Pharmaceutical companies have had little financial incentive to develop medication for TB, which generally affects the poorest of the poor communities worldwide, Spigelman says. The TB Alliance, with funding and support from UNITAID, USAID and other health groups, lobbied several pharmaceutical companies until it found a couple that were willing to develop the kid-friendly medicine.

The World Health Organization has approved the new drugs through an expedited process, and the governments of several countries are beginning to review the drug as well, Spigelman says. Kenya has already placed an order and will begin distributing the drugs within the next two or three months.

It will cost about $15 for a six-month course of these medications — right now, the adult doses cost between $14 and $22 for a full course.

The hope, Spiegelman says, is that this new formulation will help cut down the number of childhood TB cases worldwide. The disease remains one of the world's biggest killers, even though nearly all cases can be cured, according to WHO. According to the latest WHO statistics, TB killed 1.5 million people last year — and 140,000 of the victims were children.

The disease spreads through the air when an infected person coughs or sneezes. It usually affects the lungs. Left untreated, it causes patients to cough up blood as their bodies waste away — until they die. Around half a million people worldwide develop a drug-resistant form of TB that's exceedingly complicated to cure.

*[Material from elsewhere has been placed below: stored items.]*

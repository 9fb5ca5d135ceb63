//! Aggregates served by the stats endpoints

use serde::{Deserialize, Serialize};

/// One row of `GET /projects/stats/summary`, grouped by project status
#[derive(Debug, Clone, PartialEq, Serialize, Deserialize)]
#[serde(rename_all = "camelCase")]
pub struct ProjectStats {
    #[serde(rename = "_id")]
    pub status: String,
    pub count: u64,
    #[serde(default)]
    pub total_tasks: u64,
}

/// Per-status counters inside [`TaskStats`]
#[derive(Debug, Clone, PartialEq, Serialize, Deserialize)]
#[serde(rename_all = "camelCase")]
pub struct StatusStat {
    #[serde(rename = "_id")]
    pub status: String,
    pub count: u64,
    #[serde(default)]
    pub high_priority: u64,
}

/// Body of `GET /projects/{id}/tasks/stats`
#[derive(Debug, Clone, Default, PartialEq, Serialize, Deserialize)]
#[serde(rename_all = "camelCase")]
pub struct TaskStats {
    #[serde(default)]
    pub status_stats: Vec<StatusStat>,
    #[serde(default)]
    pub assignees: Vec<String>,
}

impl TaskStats {
    /// Count for one status, zero when the server omitted it
    pub fn count_for(&self, status: &str) -> u64 {
        self.status_stats
            .iter()
            .find(|s| s.status == status)
            .map(|s| s.count)
            .unwrap_or(0)
    }
}
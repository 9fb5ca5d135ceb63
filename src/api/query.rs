//! Query parameter structs for the list endpoints

use crate::models::{ProjectStatus, TaskStatus};
use serde::{Deserialize, Serialize};
use std::fmt;
use std::str::FromStr;

/// Sort direction
#[derive(Debug, Clone, Copy, Default, PartialEq, Eq, Hash, Serialize, Deserialize)]
#[serde(rename_all = "snake_case")]
pub enum SortDirection {
    #[default]
    Asc,
    Desc,
}

impl fmt::Display for SortDirection {
    fn fmt(&self, f: &mut fmt::Formatter<'_>) -> fmt::Result {
        match self {
            Self::Asc => write!(f, "asc"),
            Self::Desc => write!(f, "desc"),
        }
    }
}

impl FromStr for SortDirection {
    type Err = String;

    fn from_str(s: &str) -> Result<Self, Self::Err> {
        match s.trim().to_lowercase().as_str() {
            "asc" => Ok(Self::Asc),
            "desc" => Ok(Self::Desc),
            _ => Err("sort direction must be 'asc' or 'desc'".to_string()),
        }
    }
}

/// A `"<field>:<asc|desc>"` sort parameter
#[derive(Debug, Clone, PartialEq, Eq, Hash, Serialize, Deserialize)]
#[serde(try_from = "String", into = "String")]
pub struct SortSpec {
    pub field: String,
    pub direction: SortDirection,
}

impl SortSpec {
    pub fn asc(field: impl Into<String>) -> Self {
        Self {
            field: field.into(),
            direction: SortDirection::Asc,
        }
    }

    pub fn desc(field: impl Into<String>) -> Self {
        Self {
            field: field.into(),
            direction: SortDirection::Desc,
        }
    }
}

impl fmt::Display for SortSpec {
    fn fmt(&self, f: &mut fmt::Formatter<'_>) -> fmt::Result {
        write!(f, "{}:{}", self.field, self.direction)
    }
}

impl FromStr for SortSpec {
    type Err = String;

    /// A missing direction means ascending
    fn from_str(s: &str) -> Result<Self, Self::Err> {
        let (field, direction) = match s.split_once(':') {
            Some((field, dir)) => (field.trim(), dir.parse()?),
            None => (s.trim(), SortDirection::Asc),
        };
        if field.is_empty() {
            return Err("sort field cannot be empty".to_string());
        }
        Ok(Self {
            field: field.to_string(),
            direction,
        })
    }
}

impl TryFrom<String> for SortSpec {
    type Error = String;

    fn try_from(value: String) -> Result<Self, Self::Error> {
        value.parse()
    }
}

impl From<SortSpec> for String {
    fn from(spec: SortSpec) -> Self {
        spec.to_string()
    }
}

fn non_empty(value: &Option<String>) -> Option<&str> {
    value.as_deref().map(str::trim).filter(|s| !s.is_empty())
}

/// Query for `GET /projects`
#[derive(Debug, Clone, Default, PartialEq)]
pub struct ProjectQuery {
    pub status: Option<ProjectStatus>,
    pub search: Option<String>,
    pub sort: Option<SortSpec>,
}

impl ProjectQuery {
    /// Query-string pairs; unset filters are omitted
    pub fn to_pairs(&self) -> Vec<(&'static str, String)> {
        let mut pairs = Vec::new();
        if let Some(status) = self.status {
            pairs.push(("status", status.as_str().to_string()));
        }
        if let Some(search) = non_empty(&self.search) {
            pairs.push(("search", search.to_string()));
        }
        if let Some(sort) = &self.sort {
            pairs.push(("sort", sort.to_string()));
        }
        pairs
    }
}

/// Query for `GET /projects/{id}/tasks`
#[derive(Debug, Clone, Default, PartialEq)]
pub struct TaskQuery {
    pub project_id: String,
    pub status: Option<TaskStatus>,
    /// An assignee name, or `unassigned`
    pub assignee: Option<String>,
    pub search: Option<String>,
    pub sort: Option<SortSpec>,
}

impl TaskQuery {
    pub fn for_project(project_id: impl Into<String>) -> Self {
        Self {
            project_id: project_id.into(),
            ..Default::default()
        }
    }

    /// Query-string pairs; unset filters are omitted
    pub fn to_pairs(&self) -> Vec<(&'static str, String)> {
        let mut pairs = Vec::new();
        if let Some(status) = self.status {
            pairs.push(("status", status.as_str().to_string()));
        }
        if let Some(assignee) = non_empty(&self.assignee) {
            pairs.push(("assignee", assignee.to_string()));
        }
        if let Some(search) = non_empty(&self.search) {
            pairs.push(("search", search.to_string()));
        }
        if let Some(sort) = &self.sort {
            pairs.push(("sort", sort.to_string()));
        }
        pairs
    }
}

#[cfg(test)]
mod tests {
    use super::*;

    // =========================================================================
    // SortSpec Tests
    // =========================================================================

    #[test]
    fn test_sort_spec_parse() {
        let spec: SortSpec = "createdAt:desc".parse().unwrap();
        assert_eq!(spec, SortSpec::desc("createdAt"));
        assert_eq!(spec.to_string(), "createdAt:desc");
    }

    #[test]
    fn test_sort_spec_default_direction() {
        let spec: SortSpec = "title".parse().unwrap();
        assert_eq!(spec.direction, SortDirection::Asc);
    }

    #[test]
    fn test_sort_spec_invalid_direction() {
        let err = "title:sideways".parse::<SortSpec>().unwrap_err();
        assert!(err.contains("asc"));
    }

    #[test]
    fn test_sort_spec_empty_field() {
        assert!(":asc".parse::<SortSpec>().is_err());
    }

    #[test]
    fn test_sort_spec_serde_as_string() {
        let json = serde_json::to_string(&SortSpec::asc("order")).unwrap();
        assert_eq!(json, "\"order:asc\"");
        let back: SortSpec = serde_json::from_str("\"dueDate:desc\"").unwrap();
        assert_eq!(back, SortSpec::desc("dueDate"));
    }

    // =========================================================================
    // Query Tests
    // =========================================================================

    #[test]
    fn test_project_query_pairs() {
        let query = ProjectQuery {
            status: Some(ProjectStatus::InProgress),
            search: Some("auth".into()),
            sort: Some(SortSpec::desc("createdAt")),
        };
        assert_eq!(
            query.to_pairs(),
            vec![
                ("status", "In progress".to_string()),
                ("search", "auth".to_string()),
                ("sort", "createdAt:desc".to_string()),
            ]
        );
    }

    #[test]
    fn test_project_query_skips_blank_search() {
        let query = ProjectQuery {
            search: Some("   ".into()),
            ..Default::default()
        };
        assert!(query.to_pairs().is_empty());
    }

    #[test]
    fn test_task_query_pairs() {
        let query = TaskQuery {
            status: Some(TaskStatus::Todo),
            assignee: Some("unassigned".into()),
            ..TaskQuery::for_project("p1")
        };
        assert_eq!(
            query.to_pairs(),
            vec![
                ("status", "todo".to_string()),
                ("assignee", "unassigned".to_string()),
            ]
        );
        assert_eq!(query.project_id, "p1");
    }
}
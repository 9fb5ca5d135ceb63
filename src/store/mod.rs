//! Optimistic client-side stores
//!
//! Every store owns a [`Collection`] mirrored from the server. Mutations are
//! applied locally and returned at once; a background task confirms them
//! against the [`RemoteClient`](crate::api::RemoteClient) and rolls the local
//! change back if the server refuses it.
//!
//! - [`EntityStore`] — the generic protocol (create, update, delete, fetch)
//! - [`ProjectStore`] / [`TaskStore`] — filters, stats, persistence and derived views
//! - [`ordering`] — the dense per-status order index of tasks

mod collection;
mod entity;
mod entity_store;
pub mod filter;
pub mod ordering;
pub mod persist;
mod project_store;
mod task_store;

pub use collection::Collection;
pub use entity::{is_provisional, provisional_id, Entity, Resource, PROVISIONAL_PREFIX};
pub use entity_store::{EntityStore, SnapshotSink};
pub use filter::{AssigneeFilter, Filterable, ProjectFilters, SortValue, TaskFilters};
pub use persist::{JsonFileStore, KeyValueStore, MemoryStore};
pub use project_store::ProjectStore;
pub use task_store::TaskStore;

use crate::api::{ApiError, FieldErrors};
use crate::events::EntityType;
use thiserror::Error;

/// Errors returned synchronously by store actions, or by awaited fetches
#[derive(Debug, Clone, PartialEq, Error)]
pub enum StoreError {
    #[error("{kind} not found: {id}")]
    NotFound { kind: EntityType, id: String },

    /// The entity only exists locally; its create has not been confirmed yet
    #[error("{kind} {id} is still being created")]
    Pending { kind: EntityType, id: String },

    /// The draft failed local validation, nothing was changed
    #[error("validation failed: {}", describe_fields(.0))]
    Invalid(FieldErrors),

    #[error(transparent)]
    Api(#[from] ApiError),
}

impl StoreError {
    pub fn not_found(kind: EntityType, id: impl Into<String>) -> Self {
        Self::NotFound { kind, id: id.into() }
    }

    /// Field-level messages from local or server-side validation
    pub fn field_errors(&self) -> Option<&FieldErrors> {
        match self {
            Self::Invalid(fields) => Some(fields),
            Self::Api(err) => err.field_errors(),
            _ => None,
        }
    }
}

fn describe_fields(fields: &FieldErrors) -> String {
    fields
        .iter()
        .map(|(field, messages)| format!("{}: {}", field, messages.join(", ")))
        .collect::<Vec<_>>()
        .join("; ")
}

/// Result type for store actions
pub type StoreResult<T> = std::result::Result<T, StoreError>;
use std::fs;
use std::path::Path;

use memchr::memmem;

use crate::error::PlaceformError;

/// Known user identifiers offered as email suggestions
///
/// Parsed once and never modified; lower-cased forms are computed up front so
/// each keystroke only lower-cases the query.
#[derive(Debug, Clone, Default)]
pub struct KnownUsers {
    entries: Vec<String>,
    lowercase: Vec<String>,
}

impl KnownUsers {
    pub fn new(entries: Vec<String>) -> Self {
        let lowercase = entries.iter().map(|e| e.to_lowercase()).collect();
        Self { entries, lowercase }
    }

    /// Parse a JSON array of strings
    pub fn from_json(json: &str) -> Result<Self, serde_json::Error> {
        let entries: Vec<String> = serde_json::from_str(json)?;
        Ok(Self::new(entries))
    }

    pub fn load(path: &Path) -> Result<Self, PlaceformError> {
        let contents = fs::read_to_string(path)?;
        let users = Self::from_json(&contents).map_err(|source| PlaceformError::InvalidUsers {
            path: path.to_path_buf(),
            source,
        })?;
        log::debug!("Loaded {} known users from {:?}", users.len(), path);
        Ok(users)
    }

    /// Every entry containing `term`, ignoring case, in list order
    ///
    /// An empty term matches everything.
    pub fn filter(&self, term: &str) -> Vec<String> {
        let term = term.to_lowercase();
        let finder = memmem::Finder::new(term.as_bytes());

        self.entries
            .iter()
            .zip(&self.lowercase)
            .filter(|(_, lower)| finder.find(lower.as_bytes()).is_some())
            .map(|(entry, _)| entry.clone())
            .collect()
    }

    pub fn entries(&self) -> &[String] {
        &self.entries
    }

    pub fn len(&self) -> usize {
        self.entries.len()
    }

    pub fn is_empty(&self) -> bool {
        self.entries.is_empty()
    }
}

#[cfg(test)]
mod tests {
    use super::*;
    use proptest::prelude::*;
    use std::io::Write;

    fn users(entries: &[&str]) -> KnownUsers {
        KnownUsers::new(entries.iter().map(|s| s.to_string()).collect())
    }

    #[test]
    fn test_substring_match_keeps_order() {
        let known = users(&["alice@x.com", "bob@x.com", "al@y.com"]);
        assert_eq!(known.filter("al"), vec!["alice@x.com", "al@y.com"]);
    }

    #[test]
    fn test_match_ignores_case_on_both_sides() {
        let known = users(&["Alice@X.com", "bob@x.com", "MALLORY@z.org"]);
        assert_eq!(known.filter("AL"), vec!["Alice@X.com", "MALLORY@z.org"]);
        assert_eq!(known.filter("x.COM"), vec!["Alice@X.com", "bob@x.com"]);
    }

    #[test]
    fn test_empty_term_matches_everything() {
        let known = users(&["alice@x.com", "bob@x.com"]);
        assert_eq!(known.filter(""), vec!["alice@x.com", "bob@x.com"]);
    }

    #[test]
    fn test_no_match_is_empty() {
        let known = users(&["alice@x.com"]);
        assert!(known.filter("zed").is_empty());
    }

    #[test]
    fn test_substring_must_be_contiguous() {
        let known = users(&["alice@x.com"]);
        assert!(known.filter("ae").is_empty());
    }

    #[test]
    fn test_duplicates_are_kept() {
        let known = users(&["al@x.com", "al@x.com"]);
        assert_eq!(known.filter("al").len(), 2);
    }

    #[test]
    fn test_non_ascii_case_folding() {
        let known = users(&["Élodie@exemple.fr", "zoe@exemple.fr"]);
        assert_eq!(known.filter("élo"), vec!["Élodie@exemple.fr"]);
    }

    #[test]
    fn test_from_json_parses_string_array() {
        let known = KnownUsers::from_json(r#"["a@x.com", "b@x.com"]"#).unwrap();
        assert_eq!(known.entries(), ["a@x.com".to_string(), "b@x.com".to_string()]);
    }

    #[test]
    fn test_from_json_rejects_other_shapes() {
        assert!(KnownUsers::from_json(r#"{"users": []}"#).is_err());
        assert!(KnownUsers::from_json(r#"[1, 2]"#).is_err());
        assert!(KnownUsers::from_json("not json").is_err());
    }

    #[test]
    fn test_load_reports_path_on_invalid_data() {
        let mut file = tempfile::NamedTempFile::new().unwrap();
        write!(file, "[\"a@x.com\",").unwrap();

        let err = KnownUsers::load(file.path()).unwrap_err();
        assert!(matches!(err, PlaceformError::InvalidUsers { .. }));
        assert!(err.to_string().starts_with("Invalid users data"));
    }

    #[test]
    fn test_load_missing_file_is_io_error() {
        let dir = tempfile::tempdir().unwrap();
        let err = KnownUsers::load(&dir.path().join("users.json")).unwrap_err();
        assert!(matches!(err, PlaceformError::Io(_)));
    }

    // The filter result is exactly the order-preserving subsequence whose
    // lower-cased form contains the lower-cased term.
    proptest! {
        #![proptest_config(ProptestConfig::with_cases(200))]

        #[test]
        fn prop_filter_is_case_insensitive_subsequence(
            entries in prop::collection::vec("[a-zA-Z@.]{0,12}", 0..20),
            term in "[a-zA-Z@.]{0,4}",
        ) {
            let known = KnownUsers::new(entries.clone());
            let expected: Vec<String> = entries
                .iter()
                .filter(|e| e.to_lowercase().contains(&term.to_lowercase()))
                .cloned()
                .collect();

            prop_assert_eq!(known.filter(&term), expected);
        }
    }
}
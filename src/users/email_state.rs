use std::sync::Arc;

use super::known_users::KnownUsers;
use crate::autocomplete::{self, AutocompleteState};

/// Field name that receives user suggestions, as in `input[name="email"]`
pub const EMAIL_FIELD_NAME: &str = "email";

/// Email suggestions for one form field
#[derive(Debug)]
pub struct EmailAutocomplete {
    field_index: usize,
    users: Arc<KnownUsers>,
    min_chars: usize,
    pub popup: AutocompleteState,
}

impl EmailAutocomplete {
    pub fn new(field_index: usize, users: Arc<KnownUsers>, min_chars: usize) -> Self {
        Self {
            field_index,
            users,
            min_chars,
            popup: AutocompleteState::new(),
        }
    }

    /// Index of the form field this filter is attached to
    pub fn field_index(&self) -> usize {
        self.field_index
    }

    /// Refresh suggestions for the field's current text
    pub fn on_input(&mut self, text: &str) {
        if !autocomplete::meets_min_chars(text, self.min_chars) {
            self.popup.hide();
            return;
        }
        self.popup.update_suggestions(self.users.filter(text));
    }

    /// Take the highlighted suggestion and close the popup
    pub fn accept_selected(&mut self) -> Option<String> {
        let choice = self.popup.selected()?.to_string();
        self.popup.hide();
        Some(choice)
    }
}

/// Attach one filter to every field named `email`
///
/// All filters share the same parsed user list.
pub fn attach_email_autocompletes<'a>(
    field_names: impl IntoIterator<Item = &'a str>,
    users: Arc<KnownUsers>,
    min_chars: usize,
) -> Vec<EmailAutocomplete> {
    field_names
        .into_iter()
        .enumerate()
        .filter(|(_, name)| *name == EMAIL_FIELD_NAME)
        .map(|(index, _)| EmailAutocomplete::new(index, Arc::clone(&users), min_chars))
        .collect()
}
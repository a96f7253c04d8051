//! Member email autocomplete
//!
//! Email fields suggest known users by case-insensitive substring match.

mod email_state;
mod known_users;

pub use email_state::{EMAIL_FIELD_NAME, EmailAutocomplete, attach_email_autocompletes};
pub use known_users::KnownUsers;
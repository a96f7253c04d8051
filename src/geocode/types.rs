//! Geocoder wire types and the worker channel protocol

use serde::Deserialize;
use tokio_util::sync::CancellationToken;

/// A longitude/latitude pair as returned by the geocoder
#[derive(Debug, Clone, Copy, PartialEq)]
pub struct Coordinates {
    pub longitude: f64,
    pub latitude: f64,
}

/// One suggestion: a human-readable label and where it is
#[derive(Debug, Clone, PartialEq)]
pub struct Place {
    pub label: String,
    pub coordinates: Coordinates,
}

/// Top-level geocoder response body
///
/// Only the fields the adapter reads are modelled; anything else in the
/// GeoJSON document is ignored.
#[derive(Debug, Deserialize)]
pub struct FeatureCollection {
    #[serde(default)]
    pub features: Option<Vec<Feature>>,
}

#[derive(Debug, Deserialize)]
pub struct Feature {
    pub properties: FeatureProperties,
    pub geometry: Geometry,
}

#[derive(Debug, Deserialize)]
pub struct FeatureProperties {
    pub label: String,
}

#[derive(Debug, Deserialize)]
pub struct Geometry {
    /// `[longitude, latitude]`
    pub coordinates: [f64; 2],
}

impl FeatureCollection {
    /// Flatten the collection into places, keeping response order.
    ///
    /// A missing or null `features` member means "no results".
    pub fn into_places(self) -> Vec<Place> {
        self.features
            .unwrap_or_default()
            .into_iter()
            .map(|feature| {
                let [longitude, latitude] = feature.geometry.coordinates;
                Place {
                    label: feature.properties.label,
                    coordinates: Coordinates {
                        longitude,
                        latitude,
                    },
                }
            })
            .collect()
    }
}

/// Request messages sent to the geocoder worker thread
#[derive(Debug)]
pub enum GeocodeRequest {
    Search {
        query: String,
        /// Unique ID for this request, used to filter stale responses
        request_id: u64,
        cancel_token: CancellationToken,
    },
}

/// Response messages received from the geocoder worker thread
#[derive(Debug)]
pub enum GeocodeResponse {
    /// The search completed; `places` may be empty
    Suggestions { places: Vec<Place>, request_id: u64 },
    /// The search failed for a reason other than cancellation
    Failed { message: String, request_id: u64 },
    /// The search was superseded and aborted
    Cancelled { request_id: u64 },
}
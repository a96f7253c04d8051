use serde::Serialize;

/// Values sent when the form is submitted
#[derive(Debug, Clone, PartialEq, Serialize)]
pub struct Submission {
    pub name: String,
    pub address: String,
    pub longitude: Option<f64>,
    pub latitude: Option<f64>,
    pub emails: Vec<String>,
}

impl Submission {
    pub fn to_json(&self) -> Result<String, serde_json::Error> {
        serde_json::to_string_pretty(self)
    }
}

#[cfg(test)]
mod tests {
    use super::*;
    use serde_json::json;

    #[test]
    fn test_json_shape() {
        let submission = Submission {
            name: "Atelier".to_string(),
            address: "10 Rue A".to_string(),
            longitude: Some(4.84),
            latitude: Some(45.76),
            emails: vec!["alice@x.com".to_string()],
        };

        let value: serde_json::Value =
            serde_json::from_str(&submission.to_json().unwrap()).unwrap();
        assert_eq!(
            value,
            json!({
                "name": "Atelier",
                "address": "10 Rue A",
                "longitude": 4.84,
                "latitude": 45.76,
                "emails": ["alice@x.com"],
            })
        );
    }

    #[test]
    fn test_missing_coordinates_are_null() {
        let submission = Submission {
            name: String::new(),
            address: String::new(),
            longitude: None,
            latitude: None,
            emails: Vec::new(),
        };

        let value: serde_json::Value =
            serde_json::from_str(&submission.to_json().unwrap()).unwrap();
        assert!(value["longitude"].is_null());
        assert!(value["latitude"].is_null());
    }
}
use clap::Parser;
use color_eyre::Result;
use ratatui::DefaultTerminal;
use ratatui::crossterm::event::{DisableBracketedPaste, EnableBracketedPaste};
use ratatui::crossterm::execute;
use ratatui::crossterm::terminal::{
    EnterAlternateScreen, LeaveAlternateScreen, disable_raw_mode, enable_raw_mode,
};
use std::io::stdout;
use std::path::PathBuf;
use std::sync::Arc;

mod app;
mod autocomplete;
mod config;
mod error;
mod form;
mod geocode;
#[cfg(test)]
mod test_utils;
mod users;
mod widgets;

use app::App;
use form::{ADDRESS_FIELD, NAME_FIELD};
use geocode::GeocodeClient;
use users::KnownUsers;

const LOG_FILE_NAME: &str = "placeform.log";

/// Terminal form for registering a place with geocoded address and member emails
#[derive(Parser, Debug)]
#[command(
    version,
    about = "Register a place: geocoded address autocomplete and member email suggestions"
)]
struct Args {
    /// JSON array of known user emails offered as suggestions
    #[arg(long, value_name = "PATH")]
    users: Option<PathBuf>,

    /// Prefill the place name
    #[arg(long)]
    name: Option<String>,

    /// Prefill the address and start searching for it
    #[arg(long)]
    address: Option<String>,

    /// Number of member email fields
    #[arg(long, default_value_t = 1)]
    emails: usize,
}

fn main() -> Result<()> {
    init_logging();

    color_eyre::install()?;

    // Load config early to avoid defaults during app initialization
    let config_result = config::load_config();

    let args = Args::parse();

    // Bad user data fails here, before the terminal is taken over
    let known_users = match &args.users {
        Some(path) => KnownUsers::load(path)?,
        None => KnownUsers::default(),
    };

    let mut app = App::new(&config_result.config, Arc::new(known_users), args.emails);
    app.status = config_result.warning;

    let terminal = init_terminal()?;

    setup_geocode_worker(&mut app, &config_result.config);
    if let Some(name) = &args.name {
        app.prefill(NAME_FIELD, name);
    }
    if let Some(address) = &args.address {
        app.prefill(ADDRESS_FIELD, address);
    }

    let result = run(terminal, app);

    restore_terminal()?;
    let app = result?;

    // Output after terminal restore to prevent corruption
    if let Some(submission) = app.submission() {
        println!("{}", submission.to_json().map_err(error::PlaceformError::from)?);
    }

    log::debug!("=== PLACEFORM SESSION ENDED ===");

    Ok(())
}

/// Log to `<temp dir>/placeform.log`; DEBUG in debug builds, WARN otherwise.
/// `RUST_LOG` overrides the level.
fn init_logging() {
    use std::io::Write;

    let log_path = std::env::temp_dir().join(LOG_FILE_NAME);
    let log_file = match std::fs::OpenOptions::new()
        .create(true)
        .append(true)
        .open(&log_path)
    {
        Ok(file) => file,
        // Logging is best effort; stderr belongs to the terminal UI
        Err(_) => return,
    };

    let default_level = if cfg!(debug_assertions) {
        log::LevelFilter::Debug
    } else {
        log::LevelFilter::Warn
    };

    env_logger::Builder::new()
        .filter_level(default_level)
        .parse_env("RUST_LOG")
        .target(env_logger::Target::Pipe(Box::new(log_file)))
        .format(|buf, record| {
            use std::time::SystemTime;
            let datetime: chrono::DateTime<chrono::Local> = SystemTime::now().into();
            writeln!(
                buf,
                "[{}] [{}] {}",
                datetime.format("%Y-%m-%dT%H:%M:%S%.3f"),
                record.level(),
                record.args()
            )
        })
        .init();

    log::debug!("=== PLACEFORM SESSION STARTED ===");
}

/// Initialize terminal with raw mode, alternate screen, and bracketed paste
fn init_terminal() -> Result<DefaultTerminal> {
    let hook = std::panic::take_hook();
    std::panic::set_hook(Box::new(move |info| {
        let _ = execute!(stdout(), DisableBracketedPaste, LeaveAlternateScreen);
        let _ = disable_raw_mode();
        hook(info);
    }));

    enable_raw_mode()?;

    // If any subsequent operations fail, ensure raw mode is disabled
    match execute!(stdout(), EnterAlternateScreen, EnableBracketedPaste) {
        Ok(_) => {}
        Err(e) => {
            let _ = disable_raw_mode();
            return Err(e.into());
        }
    }

    match ratatui::Terminal::new(ratatui::backend::CrosstermBackend::new(stdout())) {
        Ok(terminal) => Ok(terminal),
        Err(e) => {
            let _ = execute!(stdout(), DisableBracketedPaste, LeaveAlternateScreen);
            let _ = disable_raw_mode();
            Err(e.into())
        }
    }
}

/// Restore terminal to normal state
fn restore_terminal() -> Result<()> {
    let _ = execute!(stdout(), DisableBracketedPaste, LeaveAlternateScreen);
    disable_raw_mode()?;
    Ok(())
}

fn run(mut terminal: DefaultTerminal, mut app: App) -> Result<App> {
    loop {
        if app.should_render() {
            terminal.draw(|frame| app.render(frame))?;
            app.clear_dirty();
        }

        app.handle_events()?;

        if app.should_quit() {
            break;
        }
    }

    Ok(app)
}

/// Set up the geocoder worker thread and channels
fn setup_geocode_worker(app: &mut App, config: &config::Config) {
    let (request_tx, request_rx) = std::sync::mpsc::channel();
    let (response_tx, response_rx) = std::sync::mpsc::channel();
    app.address.set_channels(request_tx, response_rx);

    geocode::worker::spawn_worker(
        GeocodeClient::from_config(&config.geocoder),
        request_rx,
        response_tx,
    );
}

Since the symptoms can be mild for months, the illness can be difficult to detect, especially in children, Spigelman notes. The most common diagnostic method involves using a microscope to look at a sample of saliva and mucus coughed up by a patient. But TB bacteria can look very similar to bacteria that cause other infections. And often kids don't produce enough sputum to properly examine. "Think about it — if you try to tell your 1-year-old, 'Will you please cough in this cup and give me some of your sputum,' you're not going to go very far," Spigelman says. "So the next step is developing a simple test to reliably diagnose TB."

"Don't get me wrong, this new medicine can make a big impact," he adds. "But we've still got a ways to go."